* DATASET CONTENT

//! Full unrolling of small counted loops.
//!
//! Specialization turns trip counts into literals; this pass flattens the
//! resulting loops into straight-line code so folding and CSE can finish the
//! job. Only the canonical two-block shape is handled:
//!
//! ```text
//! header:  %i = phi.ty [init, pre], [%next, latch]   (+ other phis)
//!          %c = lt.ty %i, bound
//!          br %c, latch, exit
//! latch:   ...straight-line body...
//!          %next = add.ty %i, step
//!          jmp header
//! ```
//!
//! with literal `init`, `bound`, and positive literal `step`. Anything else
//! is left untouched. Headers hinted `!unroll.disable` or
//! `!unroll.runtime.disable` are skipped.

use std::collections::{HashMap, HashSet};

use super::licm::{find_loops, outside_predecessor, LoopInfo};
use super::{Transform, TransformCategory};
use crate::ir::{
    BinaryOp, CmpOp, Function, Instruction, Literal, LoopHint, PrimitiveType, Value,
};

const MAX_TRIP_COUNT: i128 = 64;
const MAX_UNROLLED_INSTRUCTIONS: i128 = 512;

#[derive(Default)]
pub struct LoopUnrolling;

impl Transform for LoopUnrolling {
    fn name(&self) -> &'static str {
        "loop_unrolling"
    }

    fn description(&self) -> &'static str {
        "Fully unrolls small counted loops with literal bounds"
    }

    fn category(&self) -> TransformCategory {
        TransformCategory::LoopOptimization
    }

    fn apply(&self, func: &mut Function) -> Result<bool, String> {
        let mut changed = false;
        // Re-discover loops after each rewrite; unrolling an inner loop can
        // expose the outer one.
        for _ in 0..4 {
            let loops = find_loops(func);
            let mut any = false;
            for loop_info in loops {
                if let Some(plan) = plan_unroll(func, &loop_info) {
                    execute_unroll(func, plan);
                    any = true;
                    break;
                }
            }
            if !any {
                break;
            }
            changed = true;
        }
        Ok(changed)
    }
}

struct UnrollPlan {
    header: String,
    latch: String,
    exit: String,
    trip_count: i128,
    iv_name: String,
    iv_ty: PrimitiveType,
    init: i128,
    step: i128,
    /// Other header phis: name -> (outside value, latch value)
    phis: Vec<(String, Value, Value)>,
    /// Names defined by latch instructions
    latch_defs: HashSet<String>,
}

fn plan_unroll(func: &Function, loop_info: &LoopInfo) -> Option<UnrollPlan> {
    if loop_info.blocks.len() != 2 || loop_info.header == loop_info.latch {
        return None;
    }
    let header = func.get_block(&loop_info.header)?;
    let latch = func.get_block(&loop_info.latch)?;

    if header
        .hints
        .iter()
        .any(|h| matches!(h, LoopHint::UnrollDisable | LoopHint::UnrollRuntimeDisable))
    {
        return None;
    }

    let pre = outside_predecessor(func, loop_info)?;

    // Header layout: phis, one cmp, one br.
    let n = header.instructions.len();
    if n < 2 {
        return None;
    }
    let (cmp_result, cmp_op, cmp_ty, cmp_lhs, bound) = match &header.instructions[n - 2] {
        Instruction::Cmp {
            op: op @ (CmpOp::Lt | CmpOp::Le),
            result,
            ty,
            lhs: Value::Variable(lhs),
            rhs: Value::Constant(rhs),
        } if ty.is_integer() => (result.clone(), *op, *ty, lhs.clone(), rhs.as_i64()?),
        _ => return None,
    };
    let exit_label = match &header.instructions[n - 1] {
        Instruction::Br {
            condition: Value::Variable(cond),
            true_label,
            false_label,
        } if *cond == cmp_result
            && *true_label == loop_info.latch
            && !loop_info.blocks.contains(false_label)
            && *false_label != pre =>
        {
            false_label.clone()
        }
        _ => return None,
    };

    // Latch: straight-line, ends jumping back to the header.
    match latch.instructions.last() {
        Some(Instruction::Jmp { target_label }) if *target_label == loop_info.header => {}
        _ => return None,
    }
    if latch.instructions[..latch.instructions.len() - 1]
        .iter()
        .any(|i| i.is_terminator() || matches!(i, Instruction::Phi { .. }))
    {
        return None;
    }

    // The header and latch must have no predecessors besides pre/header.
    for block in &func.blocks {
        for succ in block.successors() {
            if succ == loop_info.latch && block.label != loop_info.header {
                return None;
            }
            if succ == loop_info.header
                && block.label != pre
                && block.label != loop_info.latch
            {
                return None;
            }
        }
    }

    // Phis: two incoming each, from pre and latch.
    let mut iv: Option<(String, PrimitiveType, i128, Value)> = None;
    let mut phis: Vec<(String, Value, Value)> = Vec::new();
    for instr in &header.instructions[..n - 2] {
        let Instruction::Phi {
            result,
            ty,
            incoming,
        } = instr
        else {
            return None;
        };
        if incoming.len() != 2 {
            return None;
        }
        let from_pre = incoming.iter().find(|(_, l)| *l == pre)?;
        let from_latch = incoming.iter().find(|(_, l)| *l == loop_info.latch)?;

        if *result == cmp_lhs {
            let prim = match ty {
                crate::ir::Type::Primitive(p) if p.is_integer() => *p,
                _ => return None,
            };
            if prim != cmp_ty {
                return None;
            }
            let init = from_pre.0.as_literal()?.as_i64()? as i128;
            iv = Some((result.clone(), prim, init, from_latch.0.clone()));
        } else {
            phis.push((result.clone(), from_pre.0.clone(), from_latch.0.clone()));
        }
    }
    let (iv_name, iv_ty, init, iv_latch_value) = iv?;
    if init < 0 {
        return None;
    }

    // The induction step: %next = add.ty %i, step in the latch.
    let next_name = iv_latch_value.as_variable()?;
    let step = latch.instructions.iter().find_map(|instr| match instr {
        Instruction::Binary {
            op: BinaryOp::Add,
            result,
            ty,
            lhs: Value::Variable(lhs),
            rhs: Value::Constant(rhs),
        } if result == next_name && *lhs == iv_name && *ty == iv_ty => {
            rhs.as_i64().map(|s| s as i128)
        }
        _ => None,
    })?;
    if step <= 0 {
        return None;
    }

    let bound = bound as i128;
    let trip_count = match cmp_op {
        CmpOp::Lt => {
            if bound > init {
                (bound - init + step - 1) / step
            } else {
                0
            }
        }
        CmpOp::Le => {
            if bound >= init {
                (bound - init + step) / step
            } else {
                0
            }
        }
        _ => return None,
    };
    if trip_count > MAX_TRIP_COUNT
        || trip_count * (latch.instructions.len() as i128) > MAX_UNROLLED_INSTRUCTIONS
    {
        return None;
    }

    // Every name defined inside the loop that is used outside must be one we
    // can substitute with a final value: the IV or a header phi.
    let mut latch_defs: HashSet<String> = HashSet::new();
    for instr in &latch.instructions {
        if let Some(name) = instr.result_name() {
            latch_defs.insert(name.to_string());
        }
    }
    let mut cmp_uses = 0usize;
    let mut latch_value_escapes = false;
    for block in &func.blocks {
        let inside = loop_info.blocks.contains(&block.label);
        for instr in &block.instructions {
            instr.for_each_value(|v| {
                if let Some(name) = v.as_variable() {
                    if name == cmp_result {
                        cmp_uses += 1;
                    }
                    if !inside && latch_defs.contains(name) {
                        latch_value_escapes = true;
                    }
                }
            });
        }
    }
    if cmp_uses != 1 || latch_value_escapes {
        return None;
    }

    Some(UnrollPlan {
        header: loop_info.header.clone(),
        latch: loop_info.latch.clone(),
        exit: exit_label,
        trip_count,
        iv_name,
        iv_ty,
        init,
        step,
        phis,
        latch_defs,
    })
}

* EXERCISE PROMPT
Transcribe the material in full, exactly as it is given.

* RESULT OF THE EXERCISE
//! Full unrolling of small counted loops.
//!
//! Specialization turns trip counts into literals; this pass flattens the
//! resulting loops into straight-line code so folding and CSE can finish the
//! job. Only the canonical two-block shape is handled:
//!
//! ```text
//! header:  %i = phi.ty [init, pre], [%next, latch]   (+ other phis)
//!          %c = lt.ty %i, bound
//!          br %c, latch, exit
//! latch:   ...straight-line body...
//!          %next = add.ty %i, step
//!          jmp header
//! ```
//!
//! with literal `init`, `bound`, and positive literal `step`. Anything else
//! is left untouched. Headers hinted `!unroll.disable` or
//! `!unroll.runtime.disable` are skipped.

use std::collections::{HashMap, HashSet};

use super::licm::{find_loops, outside_predecessor, LoopInfo};
use super::{Transform, TransformCategory};
use crate::ir::{
    BinaryOp, CmpOp, Function, Instruction, Literal, LoopHint, PrimitiveType, Value,
};

const MAX_TRIP_COUNT: i128 = 64;
const MAX_UNROLLED_INSTRUCTIONS: i128 = 512;

#[derive(Default)]
pub struct LoopUnrolling;

impl Transform for LoopUnrolling {
    fn name(&self) -> &'static str {
        "loop_unrolling"
    }

    fn description(&self) -> &'static str {
        "Fully unrolls small counted loops with literal bounds"
    }

    fn category(&self) -> TransformCategory {
        TransformCategory::LoopOptimization
    }

    fn apply(&self, func: &mut Function) -> Result<bool, String> {
        let mut changed = false;
        // Re-discover loops after each rewrite; unrolling an inner loop can
        // expose the outer one.
        for _ in 0..4 {
            let loops = find_loops(func);
            let mut any = false;
            for loop_info in loops {
                if let Some(plan) = plan_unroll(func, &loop_info) {
                    execute_unroll(func, plan);
                    any = true;
                    break;
                }
            }
            if !any {
                break;
            }
            changed = true;
        }
        Ok(changed)
    }
}

struct UnrollPlan {
    header: String,
    latch: String,
    exit: String,
    trip_count: i128,
    iv_name: String,
    iv_ty: PrimitiveType,
    init: i128,
    step: i128,
    /// Other header phis: name -> (outside value, latch value)
    phis: Vec<(String, Value, Value)>,
    /// Names defined by latch instructions
    latch_defs: HashSet<String>,
}

fn plan_unroll(func: &Function, loop_info: &LoopInfo) -> Option<UnrollPlan> {
    if loop_info.blocks.len() != 2 || loop_info.header == loop_info.latch {
        return None;
    }
    let header = func.get_block(&loop_info.header)?;
    let latch = func.get_block(&loop_info.latch)?;

    if header
        .hints
        .iter()
        .any(|h| matches!(h, LoopHint::UnrollDisable | LoopHint::UnrollRuntimeDisable))
    {
        return None;
    }

    let pre = outside_predecessor(func, loop_info)?;

    // Header layout: phis, one cmp, one br.
    let n = header.instructions.len();
    if n < 2 {
        return None;
    }
    let (cmp_result, cmp_op, cmp_ty, cmp_lhs, bound) = match &header.instructions[n - 2] {
        Instruction::Cmp {
            op: op @ (CmpOp::Lt | CmpOp::Le),
            result,
            ty,
            lhs: Value::Variable(lhs),
            rhs: Value::Constant(rhs),
        } if ty.is_integer() => (result.clone(), *op, *ty, lhs.clone(), rhs.as_i64()?),
        _ => return None,
    };
    let exit_label = match &header.instructions[n - 1] {
        Instruction::Br {
            condition: Value::Variable(cond),
            true_label,
            false_label,
        } if *cond == cmp_result
            && *true_label == loop_info.latch
            && !loop_info.blocks.contains(false_label)
            && *false_label != pre =>
        {
            false_label.clone()
        }
        _ => return None,
    };

    // Latch: straight-line, ends jumping back to the header.
    match latch.instructions.last() {
        Some(Instruction::Jmp { target_label }) if *target_label == loop_info.header => {}
        _ => return None,
    }
    if latch.instructions[..latch.instructions.len() - 1]
        .iter()
        .any(|i| i.is_terminator() || matches!(i, Instruction::Phi { .. }))
    {
        return None;
    }

    // The header and latch must have no predecessors besides pre/header.
    for block in &func.blocks {
        for succ in block.successors() {
            if succ == loop_info.latch && block.label != loop_info.header {
                return None;
            }
            if succ == loop_info.header
                && block.label != pre
                && block.label != loop_info.latch
            {
                return None;
            }
        }
    }

    // Phis: two incoming each, from pre and latch.
    let mut iv: Option<(String, PrimitiveType, i128, Value)> = None;
    let mut phis: Vec<(String, Value, Value)> = Vec::new();
    for instr in &header.instructions[..n - 2] {
        let Instruction::Phi {
            result,
            ty,
            incoming,
        } = instr
        else {
            return None;
        };
        if incoming.len() != 2 {
            return None;
        }
        let from_pre = incoming.iter().find(|(_, l)| *l == pre)?;
        let from_latch = incoming.iter().find(|(_, l)| *l == loop_info.latch)?;

        if *result == cmp_lhs {
            let prim = match ty {
                crate::ir::Type::Primitive(p) if p.is_integer() => *p,
                _ => return None,
            };
            if prim != cmp_ty {
                return None;
            }
            let init = from_pre.0.as_literal()?.as_i64()? as i128;
            iv = Some((result.clone(), prim, init, from_latch.0.clone()));
        } else {
            phis.push((result.clone(), from_pre.0.clone(), from_latch.0.clone()));
        }
    }
    let (iv_name, iv_ty, init, iv_latch_value) = iv?;
    if init < 0 {
        return None;
    }

    // The induction step: %next = add.ty %i, step in the latch.
    let next_name = iv_latch_value.as_variable()?;
    let step = latch.instructions.iter().find_map(|instr| match instr {
        Instruction::Binary {
            op: BinaryOp::Add,
            result,
            ty,
            lhs: Value::Variable(lhs),
            rhs: Value::Constant(rhs),
        } if result == next_name && *lhs == iv_name && *ty == iv_ty => {
            rhs.as_i64().map(|s| s as i128)
        }
        _ => None,
    })?;
    if step <= 0 {
        return None;
    }

    let bound = bound as i128;
    let trip_count = match cmp_op {
        CmpOp::Lt => {
            if bound > init {
                (bound - init + step - 1) / step
            } else {
                0
            }
        }
        CmpOp::Le => {
            if bound >= init {
                (bound - init + step) / step
            } else {
                0
            }
        }
        _ => return None,
    };
    if trip_count > MAX_TRIP_COUNT
        || trip_count * (latch.instructions.len() as i128) > MAX_UNROLLED_INSTRUCTIONS
    {
        return None;
    }

    // Every name defined inside the loop that is used outside must be one we
    // can substitute with a final value: the IV or a header phi.
    let mut latch_defs: HashSet<String> = HashSet::new();
    for instr in &latch.instructions {
        if let Some(name) = instr.result_name() {
            latch_defs.insert(name.to_string());
        }
    }
    let mut cmp_uses = 0usize;
    let mut latch_value_escapes = false;
    for block in &func.blocks {
        let inside = loop_info.blocks.contains(&block.label);
        for instr in &block.instructions {
            instr.for_each_value(|v| {
                if let Some(name) = v.as_variable() {
                    if name == cmp_result {
                        cmp_uses += 1;
                    }
                    if !inside && latch_defs.contains(name) {
                        latch_value_escapes = true;
                    }
                }
            });
        }
    }
    if cmp_uses != 1 || latch_value_escapes {
        return None;
    }

    Some(UnrollPlan {
        header: loop_info.header.clone(),
        latch: loop_info.latch.clone(),
        exit: exit_label,
        trip_count,
        iv_name,
        iv_ty,
        init,
        step,
        phis,
        latch_defs,
    })
}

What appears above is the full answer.